• [What you should do] Lines below that include the word "version" should each be copied.

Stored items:
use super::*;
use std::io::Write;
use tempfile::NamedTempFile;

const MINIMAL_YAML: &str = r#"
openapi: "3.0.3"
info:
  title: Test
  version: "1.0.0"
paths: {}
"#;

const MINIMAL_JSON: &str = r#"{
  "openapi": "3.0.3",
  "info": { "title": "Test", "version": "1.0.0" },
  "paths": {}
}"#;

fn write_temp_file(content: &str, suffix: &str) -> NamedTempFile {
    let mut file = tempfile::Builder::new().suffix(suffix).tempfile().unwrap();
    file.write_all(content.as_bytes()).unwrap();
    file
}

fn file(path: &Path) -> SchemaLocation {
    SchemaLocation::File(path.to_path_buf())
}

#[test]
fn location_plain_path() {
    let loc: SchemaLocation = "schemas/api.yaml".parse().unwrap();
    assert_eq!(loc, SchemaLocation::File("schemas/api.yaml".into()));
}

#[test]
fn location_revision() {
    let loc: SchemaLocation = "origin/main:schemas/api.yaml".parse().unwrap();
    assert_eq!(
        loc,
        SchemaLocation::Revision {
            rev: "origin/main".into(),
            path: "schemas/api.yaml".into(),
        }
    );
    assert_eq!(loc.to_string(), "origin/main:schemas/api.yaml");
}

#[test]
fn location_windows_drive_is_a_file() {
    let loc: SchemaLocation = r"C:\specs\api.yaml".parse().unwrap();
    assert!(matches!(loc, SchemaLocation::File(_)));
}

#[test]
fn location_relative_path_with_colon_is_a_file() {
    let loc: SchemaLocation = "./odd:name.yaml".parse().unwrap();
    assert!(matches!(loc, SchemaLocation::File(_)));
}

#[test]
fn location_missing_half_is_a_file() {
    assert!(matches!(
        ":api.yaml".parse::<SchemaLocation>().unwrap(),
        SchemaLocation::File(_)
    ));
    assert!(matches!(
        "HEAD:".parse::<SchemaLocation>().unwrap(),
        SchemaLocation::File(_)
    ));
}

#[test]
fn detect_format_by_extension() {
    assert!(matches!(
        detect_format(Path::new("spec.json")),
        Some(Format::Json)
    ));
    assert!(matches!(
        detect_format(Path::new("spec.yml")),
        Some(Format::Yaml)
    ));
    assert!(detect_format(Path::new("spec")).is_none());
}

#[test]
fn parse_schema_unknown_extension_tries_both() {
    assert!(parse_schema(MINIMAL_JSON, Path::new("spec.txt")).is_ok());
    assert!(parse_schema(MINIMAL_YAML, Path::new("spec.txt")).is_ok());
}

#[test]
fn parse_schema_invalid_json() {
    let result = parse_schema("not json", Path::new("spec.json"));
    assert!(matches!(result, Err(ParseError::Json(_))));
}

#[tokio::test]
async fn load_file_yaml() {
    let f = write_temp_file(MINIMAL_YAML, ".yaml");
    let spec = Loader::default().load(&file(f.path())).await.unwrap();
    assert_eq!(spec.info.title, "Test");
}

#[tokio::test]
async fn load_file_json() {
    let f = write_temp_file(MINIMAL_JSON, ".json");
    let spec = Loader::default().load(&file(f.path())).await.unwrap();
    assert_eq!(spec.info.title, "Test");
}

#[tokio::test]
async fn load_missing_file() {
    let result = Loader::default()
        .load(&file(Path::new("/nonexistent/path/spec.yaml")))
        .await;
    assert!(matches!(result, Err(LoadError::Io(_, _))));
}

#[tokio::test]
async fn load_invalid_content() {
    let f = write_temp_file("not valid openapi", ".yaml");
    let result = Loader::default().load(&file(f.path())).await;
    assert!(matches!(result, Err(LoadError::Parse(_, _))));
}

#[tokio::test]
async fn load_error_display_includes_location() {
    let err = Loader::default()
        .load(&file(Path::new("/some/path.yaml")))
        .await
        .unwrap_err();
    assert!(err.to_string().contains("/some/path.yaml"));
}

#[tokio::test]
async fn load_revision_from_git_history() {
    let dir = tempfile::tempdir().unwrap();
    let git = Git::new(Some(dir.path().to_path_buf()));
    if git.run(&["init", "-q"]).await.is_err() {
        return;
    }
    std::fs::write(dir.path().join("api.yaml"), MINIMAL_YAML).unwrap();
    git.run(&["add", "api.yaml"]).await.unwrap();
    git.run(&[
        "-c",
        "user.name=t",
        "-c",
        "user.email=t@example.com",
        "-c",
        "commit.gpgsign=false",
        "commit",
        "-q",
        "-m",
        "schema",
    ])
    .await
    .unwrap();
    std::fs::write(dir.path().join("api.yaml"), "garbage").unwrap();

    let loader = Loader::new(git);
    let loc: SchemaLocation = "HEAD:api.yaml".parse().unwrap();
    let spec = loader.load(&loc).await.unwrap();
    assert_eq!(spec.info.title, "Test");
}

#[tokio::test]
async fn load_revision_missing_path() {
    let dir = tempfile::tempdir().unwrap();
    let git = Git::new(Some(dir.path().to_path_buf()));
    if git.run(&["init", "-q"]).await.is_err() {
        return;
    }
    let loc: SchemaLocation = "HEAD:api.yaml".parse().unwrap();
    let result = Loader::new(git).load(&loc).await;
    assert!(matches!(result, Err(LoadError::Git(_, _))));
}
---
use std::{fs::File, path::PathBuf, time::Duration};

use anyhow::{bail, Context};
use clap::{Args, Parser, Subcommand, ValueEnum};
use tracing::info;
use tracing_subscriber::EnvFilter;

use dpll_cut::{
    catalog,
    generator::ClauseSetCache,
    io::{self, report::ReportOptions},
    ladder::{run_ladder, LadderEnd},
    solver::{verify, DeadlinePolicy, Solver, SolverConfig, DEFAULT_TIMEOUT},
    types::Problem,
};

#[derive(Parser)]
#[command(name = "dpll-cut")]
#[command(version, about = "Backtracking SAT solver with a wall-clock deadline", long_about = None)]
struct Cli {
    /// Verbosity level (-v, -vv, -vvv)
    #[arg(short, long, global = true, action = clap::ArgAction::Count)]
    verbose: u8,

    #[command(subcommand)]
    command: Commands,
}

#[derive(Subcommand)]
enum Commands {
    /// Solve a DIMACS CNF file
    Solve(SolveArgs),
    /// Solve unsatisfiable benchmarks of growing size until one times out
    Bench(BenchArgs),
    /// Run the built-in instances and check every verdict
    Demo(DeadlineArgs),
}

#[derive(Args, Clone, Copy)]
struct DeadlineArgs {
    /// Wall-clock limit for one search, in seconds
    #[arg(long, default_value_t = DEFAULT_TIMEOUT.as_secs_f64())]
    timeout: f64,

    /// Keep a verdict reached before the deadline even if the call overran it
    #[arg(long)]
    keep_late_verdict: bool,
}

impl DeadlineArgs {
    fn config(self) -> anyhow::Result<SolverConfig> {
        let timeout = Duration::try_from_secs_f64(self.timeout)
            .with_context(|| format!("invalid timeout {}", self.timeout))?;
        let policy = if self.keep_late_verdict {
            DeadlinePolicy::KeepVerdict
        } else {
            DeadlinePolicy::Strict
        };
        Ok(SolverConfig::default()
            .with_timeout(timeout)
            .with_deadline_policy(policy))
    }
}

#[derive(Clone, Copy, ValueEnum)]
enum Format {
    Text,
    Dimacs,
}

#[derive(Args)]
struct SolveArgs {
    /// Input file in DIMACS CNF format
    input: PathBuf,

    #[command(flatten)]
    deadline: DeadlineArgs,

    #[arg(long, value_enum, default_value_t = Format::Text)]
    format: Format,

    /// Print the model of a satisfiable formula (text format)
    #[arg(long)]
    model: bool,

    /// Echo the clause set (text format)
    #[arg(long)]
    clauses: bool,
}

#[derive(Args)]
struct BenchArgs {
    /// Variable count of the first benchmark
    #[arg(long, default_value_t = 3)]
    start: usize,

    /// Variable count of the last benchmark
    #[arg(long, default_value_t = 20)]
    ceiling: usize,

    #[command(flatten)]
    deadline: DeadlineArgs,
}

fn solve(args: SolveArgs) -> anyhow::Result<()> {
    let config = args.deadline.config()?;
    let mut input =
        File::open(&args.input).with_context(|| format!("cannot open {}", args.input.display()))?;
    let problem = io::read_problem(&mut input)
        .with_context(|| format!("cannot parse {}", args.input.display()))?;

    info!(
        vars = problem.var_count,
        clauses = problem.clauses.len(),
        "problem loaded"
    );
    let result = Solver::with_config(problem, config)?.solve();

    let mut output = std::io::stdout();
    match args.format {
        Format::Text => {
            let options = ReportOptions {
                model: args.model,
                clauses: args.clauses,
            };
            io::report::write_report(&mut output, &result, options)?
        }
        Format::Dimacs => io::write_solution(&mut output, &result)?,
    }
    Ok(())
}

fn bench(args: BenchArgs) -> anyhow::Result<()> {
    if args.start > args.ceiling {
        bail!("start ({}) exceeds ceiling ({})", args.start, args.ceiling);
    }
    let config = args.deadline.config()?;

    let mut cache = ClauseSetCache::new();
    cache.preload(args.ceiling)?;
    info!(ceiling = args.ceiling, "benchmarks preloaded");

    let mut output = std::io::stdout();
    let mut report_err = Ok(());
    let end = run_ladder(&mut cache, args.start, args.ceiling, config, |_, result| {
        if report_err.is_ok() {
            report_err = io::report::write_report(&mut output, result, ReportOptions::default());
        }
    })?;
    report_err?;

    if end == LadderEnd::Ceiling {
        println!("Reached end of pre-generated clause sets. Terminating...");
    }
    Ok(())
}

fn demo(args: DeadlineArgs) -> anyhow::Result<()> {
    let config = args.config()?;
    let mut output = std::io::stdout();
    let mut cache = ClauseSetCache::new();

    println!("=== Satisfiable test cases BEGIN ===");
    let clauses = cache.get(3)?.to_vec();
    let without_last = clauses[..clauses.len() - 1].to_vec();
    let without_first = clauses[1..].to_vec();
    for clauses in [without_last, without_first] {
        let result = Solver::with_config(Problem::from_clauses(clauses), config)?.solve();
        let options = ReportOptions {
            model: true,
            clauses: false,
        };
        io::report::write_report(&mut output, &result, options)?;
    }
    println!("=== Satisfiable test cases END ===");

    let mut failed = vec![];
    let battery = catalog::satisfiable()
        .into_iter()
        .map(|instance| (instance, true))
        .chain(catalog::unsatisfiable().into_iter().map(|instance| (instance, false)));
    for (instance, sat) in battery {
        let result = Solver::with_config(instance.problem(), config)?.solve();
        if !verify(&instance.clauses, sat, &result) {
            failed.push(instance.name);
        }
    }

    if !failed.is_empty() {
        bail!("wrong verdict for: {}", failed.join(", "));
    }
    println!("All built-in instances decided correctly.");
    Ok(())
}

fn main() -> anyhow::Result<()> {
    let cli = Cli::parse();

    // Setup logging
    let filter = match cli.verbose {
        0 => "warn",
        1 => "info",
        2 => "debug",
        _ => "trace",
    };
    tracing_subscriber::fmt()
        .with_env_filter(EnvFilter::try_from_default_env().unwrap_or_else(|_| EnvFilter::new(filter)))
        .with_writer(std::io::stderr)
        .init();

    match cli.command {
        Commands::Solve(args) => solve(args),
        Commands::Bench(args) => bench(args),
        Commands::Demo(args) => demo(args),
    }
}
...
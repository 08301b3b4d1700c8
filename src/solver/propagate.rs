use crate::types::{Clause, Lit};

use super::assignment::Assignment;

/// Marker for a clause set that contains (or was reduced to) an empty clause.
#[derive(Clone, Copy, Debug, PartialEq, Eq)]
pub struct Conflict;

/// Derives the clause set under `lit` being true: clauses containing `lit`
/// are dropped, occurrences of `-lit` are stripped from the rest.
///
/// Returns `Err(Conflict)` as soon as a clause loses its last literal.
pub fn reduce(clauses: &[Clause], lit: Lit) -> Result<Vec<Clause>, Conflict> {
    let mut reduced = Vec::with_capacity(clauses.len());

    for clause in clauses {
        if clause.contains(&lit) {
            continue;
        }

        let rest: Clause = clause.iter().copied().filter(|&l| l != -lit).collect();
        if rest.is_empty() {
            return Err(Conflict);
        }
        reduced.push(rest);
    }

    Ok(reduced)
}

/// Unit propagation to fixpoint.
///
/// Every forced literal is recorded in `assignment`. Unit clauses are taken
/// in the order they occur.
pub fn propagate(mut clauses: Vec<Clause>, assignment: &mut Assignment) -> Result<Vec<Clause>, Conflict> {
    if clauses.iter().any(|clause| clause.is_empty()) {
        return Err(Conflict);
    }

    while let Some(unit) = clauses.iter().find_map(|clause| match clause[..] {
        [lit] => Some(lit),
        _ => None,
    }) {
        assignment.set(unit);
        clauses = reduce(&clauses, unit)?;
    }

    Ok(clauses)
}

• [Response below]
  version: "1.0.0"
  "info": { "title": "Test", "version": "1.0.0" },
#[command(version, about = "Backtracking SAT solver with a wall-clock deadline", long_about = None)]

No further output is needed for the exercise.